* **Exercise aim**
Each line in the entries below that holds the string "idle" is to be listed.

(Stored data entries)
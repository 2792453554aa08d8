//! Domain layer types and invariants.

pub mod posts;
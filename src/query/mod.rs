//! Bacheca Query Cache
//!
//! Client-side cache for the posts API:
//!
//! - **Store**: LRU-bounded entries keyed by [`QueryKey`], stale-marked on
//!   invalidation instead of dropped
//! - **Client**: fetch with request deduplication, prefix invalidation,
//!   prefetch, bounded retry
//! - **Observer**: per-consumer presentation on top of the store
//!   (previous-data retention, placeholders, superseded-fetch discard)
//! - **Mutation**: ordered hook lifecycle around write operations
//!
//! ## Configuration
//!
//! Cache behavior is controlled via `bacheca.toml`:
//!
//! ```toml
//! [query]
//! keep_previous_data = true
//! entry_slots = 128
//! # ... see config.rs for all options
//! ```

mod client;
mod config;
mod entry;
mod inflight;
mod key;
mod lock;
mod mutation;
mod observer;
mod retry;
mod store;

pub use client::QueryClient;
pub use config::QueryConfig;
pub use entry::{EntryOverview, QueryData, QueryEntry, QueryError, QuerySnapshot, QueryStatus};
pub use key::{KeyPrefix, QueryKey};
pub use mutation::{Mutation, MutationOutcome, MutationState};
pub use observer::QueryObserver;
pub use retry::RetryPolicy;
pub use store::QueryStore;
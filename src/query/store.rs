//! Query cache storage.
//!
//! One LRU-bounded map from `QueryKey` to `QueryEntry`, plus the invalidation
//! epoch that stale-marks results of fetches begun before an invalidation.

use std::sync::RwLock;
use std::sync::atomic::{AtomicU64, Ordering};

use lru::LruCache;
use time::OffsetDateTime;
use tracing::debug;

use super::config::QueryConfig;
use super::entry::{EntryOverview, QueryData, QueryEntry, QueryError, QuerySnapshot, QueryStatus};
use super::key::{KeyPrefix, QueryKey};
use super::lock::{rw_read, rw_write};

const SOURCE: &str = "query::store";

/// Shared entry storage behind the query client.
///
/// All methods take `&self`; the LRU map is guarded by a poison-recovering
/// `RwLock` and the epoch is a plain atomic.
pub struct QueryStore {
    entries: RwLock<LruCache<QueryKey, QueryEntry>>,
    /// Bumped on every invalidation. Fetches stamp the epoch they start
    /// under; completing under a later epoch stores the result already stale.
    epoch: AtomicU64,
}

impl QueryStore {
    /// Create an empty store with the configured capacity.
    pub fn new(config: &QueryConfig) -> Self {
        Self {
            entries: RwLock::new(LruCache::new(config.entry_slots_non_zero())),
            epoch: AtomicU64::new(0),
        }
    }

    pub fn epoch(&self) -> u64 {
        self.epoch.load(Ordering::SeqCst)
    }

    // ========================================================================
    // Snapshots
    // ========================================================================

    /// Snapshot of the entry, or an idle snapshot when the key is absent.
    pub fn snapshot(&self, key: &QueryKey) -> QuerySnapshot {
        rw_write(&self.entries, SOURCE, "snapshot")
            .get(key)
            .map(QueryEntry::snapshot)
            .unwrap_or_else(QuerySnapshot::idle)
    }

    /// Snapshot of a settled, non-stale success, if one exists.
    pub fn fresh_snapshot(&self, key: &QueryKey) -> Option<QuerySnapshot> {
        let mut entries = rw_write(&self.entries, SOURCE, "fresh_snapshot");
        let entry = entries.get(key)?;
        (entry.status == QueryStatus::Success && !entry.stale).then(|| entry.snapshot())
    }

    /// Snapshot once the entry has settled. `None` while a fetch is still
    /// running or when the key is absent.
    pub fn settled_snapshot(&self, key: &QueryKey) -> Option<QuerySnapshot> {
        let mut entries = rw_write(&self.entries, SOURCE, "settled_snapshot");
        let entry = entries.get(key)?;
        matches!(entry.status, QueryStatus::Success | QueryStatus::Error)
            .then(|| entry.snapshot())
    }

    // ========================================================================
    // Fetch lifecycle
    // ========================================================================

    /// Record that a fetch for `key` has started.
    ///
    /// Existing data and error stay put so they remain visible during the
    /// refetch; status only regresses to `Loading` when the entry has no data
    /// to show.
    pub fn begin_loading(&self, key: &QueryKey) {
        let epoch = self.epoch();
        let mut entries = rw_write(&self.entries, SOURCE, "begin_loading");
        match entries.get_mut(key) {
            Some(entry) => {
                entry.begun_epoch = epoch;
                if entry.data.is_none() {
                    entry.status = QueryStatus::Loading;
                }
            }
            None => {
                entries.put(key.clone(), QueryEntry::loading(epoch));
            }
        }
    }

    /// Store a successful result and return the resulting snapshot.
    ///
    /// The result lands already stale when an invalidation happened after the
    /// fetch began, so the next consumer refetches instead of trusting it.
    pub fn complete_success(&self, key: &QueryKey, data: QueryData) -> QuerySnapshot {
        let epoch = self.epoch();
        let mut entries = rw_write(&self.entries, SOURCE, "complete_success");
        // Re-insert when the entry was evicted mid-flight.
        let entry = entries.get_or_insert_mut(key.clone(), || QueryEntry::loading(epoch));
        entry.status = QueryStatus::Success;
        entry.data = Some(data);
        entry.error = None;
        entry.stale = entry.begun_epoch != epoch;
        entry.updated_at = Some(OffsetDateTime::now_utc());
        entry.snapshot()
    }

    /// Store a failed result and return the resulting snapshot.
    ///
    /// Earlier data is kept so consumers can keep rendering it next to the
    /// error.
    pub fn complete_error(&self, key: &QueryKey, error: QueryError) -> QuerySnapshot {
        let epoch = self.epoch();
        let mut entries = rw_write(&self.entries, SOURCE, "complete_error");
        let entry = entries.get_or_insert_mut(key.clone(), || QueryEntry::loading(epoch));
        entry.status = QueryStatus::Error;
        entry.error = Some(error);
        entry.updated_at = Some(OffsetDateTime::now_utc());
        entry.snapshot()
    }

    /// Undo `begin_loading` after a fetch whose failure must stay invisible.
    ///
    /// Entries that were serving data never regressed, so they are left
    /// alone. A `Loading` entry falls back to its prior error, or is removed
    /// entirely when the prefetch created it.
    pub fn roll_back_loading(&self, key: &QueryKey) {
        let mut entries = rw_write(&self.entries, SOURCE, "roll_back_loading");
        let remove = match entries.get_mut(key) {
            Some(entry) if entry.status == QueryStatus::Loading => {
                if entry.error.is_some() {
                    entry.status = QueryStatus::Error;
                    false
                } else {
                    true
                }
            }
            _ => false,
        };
        if remove {
            entries.pop(key);
        }
    }

    // ========================================================================
    // Invalidation
    // ========================================================================

    /// Mark every entry under `prefix` stale and bump the epoch.
    ///
    /// Returns the number of entries marked. Stale entries keep serving
    /// their data until the next fetch replaces it.
    pub fn invalidate(&self, prefix: &KeyPrefix) -> usize {
        let epoch = self.epoch.fetch_add(1, Ordering::SeqCst) + 1;
        let mut entries = rw_write(&self.entries, SOURCE, "invalidate");
        let mut marked = 0;
        for (key, entry) in entries.iter_mut() {
            if key.matches(prefix) {
                entry.stale = true;
                marked += 1;
            }
        }
        debug!(prefix = ?prefix, marked, epoch, "Marked cache entries stale");
        marked
    }

    // ========================================================================
    // Inspection
    // ========================================================================

    /// Per-entry summary, most recently used first.
    pub fn overview(&self) -> Vec<EntryOverview> {
        rw_read(&self.entries, SOURCE, "overview")
            .iter()
            .map(|(key, entry)| EntryOverview {
                key: key.clone(),
                status: entry.status,
                stale: entry.stale,
                items: entry.data.as_ref().map(QueryData::item_count),
                updated_at: entry.updated_at,
            })
            .collect()
    }

    pub fn len(&self) -> usize {
        rw_read(&self.entries, SOURCE, "len").len()
    }

    pub fn is_empty(&self) -> bool {
        self.len() == 0
    }
}
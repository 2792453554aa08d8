//! Typed client for a json-server style `posts` resource.

use std::time::Instant;

use metrics::histogram;
use reqwest::{Client, Response, StatusCode, Url};
use serde::de::DeserializeOwned;
use tracing::debug;

use crate::config::ApiSettings;
use crate::domain::posts::{DEMO_AUTHOR_ID, NewPost, PageSlice, Post, PostIdAllocator};

use super::error::ApiError;

const METRIC_API_REQUEST_MS: &str = "bacheca_api_request_ms";
const TOTAL_COUNT_HEADER: &str = "x-total-count";

/// HTTP client bound to one API base URL.
///
/// Owns the id allocator so every created post carries a fresh numeric id.
#[derive(Debug)]
pub struct ApiClient {
    client: Client,
    base: Url,
    page_size: u32,
    ids: PostIdAllocator,
}

impl ApiClient {
    /// Build a client from validated settings.
    pub fn new(settings: &ApiSettings) -> Result<Self, ApiError> {
        let client = Client::builder()
            .user_agent(Self::user_agent())
            .timeout(settings.timeout)
            .build()?;
        Ok(Self {
            client,
            base: settings.base_url.clone(),
            page_size: settings.page_size.get(),
            ids: PostIdAllocator::new(),
        })
    }

    pub fn user_agent() -> &'static str {
        concat!("bacheca/", env!("CARGO_PKG_VERSION"))
    }

    /// Page size sent with paginated requests.
    pub fn page_size(&self) -> u32 {
        self.page_size
    }

    /// Fetch every post, sorted by title on the server.
    pub async fn list_posts(&self) -> Result<Vec<Post>, ApiError> {
        let mut url = self.endpoint("posts")?;
        url.query_pairs_mut().append_pair("_sort", "title");

        let started = Instant::now();
        let result = self.get_json(url).await;
        record_request("list_posts", started);
        result
    }

    /// Fetch one page of posts together with the total-count signal.
    ///
    /// Pages are sliced from the same title ordering as the full listing.
    pub async fn list_posts_page(&self, page: u32) -> Result<PageSlice, ApiError> {
        let mut url = self.endpoint("posts")?;
        url.query_pairs_mut()
            .append_pair("_page", &page.to_string())
            .append_pair("_sort", "title")
            .append_pair("_limit", &self.page_size.to_string());

        let started = Instant::now();
        let result = self.fetch_page(url, page).await;
        record_request("list_posts_page", started);
        result
    }

    /// Fetch a single post; a 404 maps to [`ApiError::NotFound`].
    pub async fn get_post(&self, id: i64) -> Result<Post, ApiError> {
        let url = self.endpoint(&format!("posts/{id}"))?;

        let started = Instant::now();
        let result = self.fetch_post(url, id).await;
        record_request("get_post", started);
        result
    }

    /// Create a post from a draft and return the record the server echoes.
    ///
    /// The client supplies the payload's `id` (allocator) and `userId`
    /// (demo author); title and body are sent exactly as the draft holds
    /// them.
    pub async fn create_post(&self, draft: &NewPost) -> Result<Post, ApiError> {
        let url = self.endpoint("posts")?;
        let payload = Post {
            id: self.ids.allocate(),
            title: draft.title.clone(),
            body: draft.body.clone(),
            user_id: DEMO_AUTHOR_ID,
        };

        let started = Instant::now();
        let result = self.send_create(url, &payload).await;
        record_request("create_post", started);
        result
    }

    fn endpoint(&self, path: &str) -> Result<Url, ApiError> {
        self.base.join(path).map_err(ApiError::from)
    }

    async fn get_json<T: DeserializeOwned>(&self, url: Url) -> Result<T, ApiError> {
        let response = self.client.get(url).send().await?;
        let status = response.status();
        if !status.is_success() {
            return Err(ApiError::Http {
                status: status.as_u16(),
            });
        }
        Self::read_body(response).await
    }

    async fn fetch_page(&self, url: Url, page: u32) -> Result<PageSlice, ApiError> {
        let response = self.client.get(url).send().await?;
        let status = response.status();
        if !status.is_success() {
            return Err(ApiError::Http {
                status: status.as_u16(),
            });
        }

        let header_total = response
            .headers()
            .get(TOTAL_COUNT_HEADER)
            .and_then(|value| value.to_str().ok())
            .and_then(|value| value.parse::<u64>().ok());

        let items: Vec<Post> = Self::read_body(response).await?;
        let total_count = match header_total {
            Some(total) => total,
            None => {
                debug!(
                    page,
                    fallback = items.len(),
                    "Total-count header missing; using slice length"
                );
                items.len() as u64
            }
        };

        Ok(PageSlice { items, total_count })
    }

    async fn fetch_post(&self, url: Url, id: i64) -> Result<Post, ApiError> {
        let response = self.client.get(url).send().await?;
        let status = response.status();
        if status == StatusCode::NOT_FOUND {
            return Err(ApiError::NotFound { id });
        }
        if !status.is_success() {
            return Err(ApiError::Http {
                status: status.as_u16(),
            });
        }
        Self::read_body(response).await
    }

    async fn send_create(&self, url: Url, payload: &Post) -> Result<Post, ApiError> {
        let response = self.client.post(url).json(payload).send().await?;
        let status = response.status();
        if !status.is_success() {
            return Err(ApiError::Http {
                status: status.as_u16(),
            });
        }
        Self::read_body(response).await
    }

    async fn read_body<T: DeserializeOwned>(response: Response) -> Result<T, ApiError> {
        let bytes = response.bytes().await?;
        Ok(serde_json::from_slice(&bytes)?)
    }
}

fn record_request(op: &'static str, started: Instant) {
    histogram!(METRIC_API_REQUEST_MS, "op" => op).record(started.elapsed().as_secs_f64() * 1000.0);
}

* **Solution below**
    /// Snapshot of the entry, or an idle snapshot when the key is absent.
            .unwrap_or_else(QuerySnapshot::idle)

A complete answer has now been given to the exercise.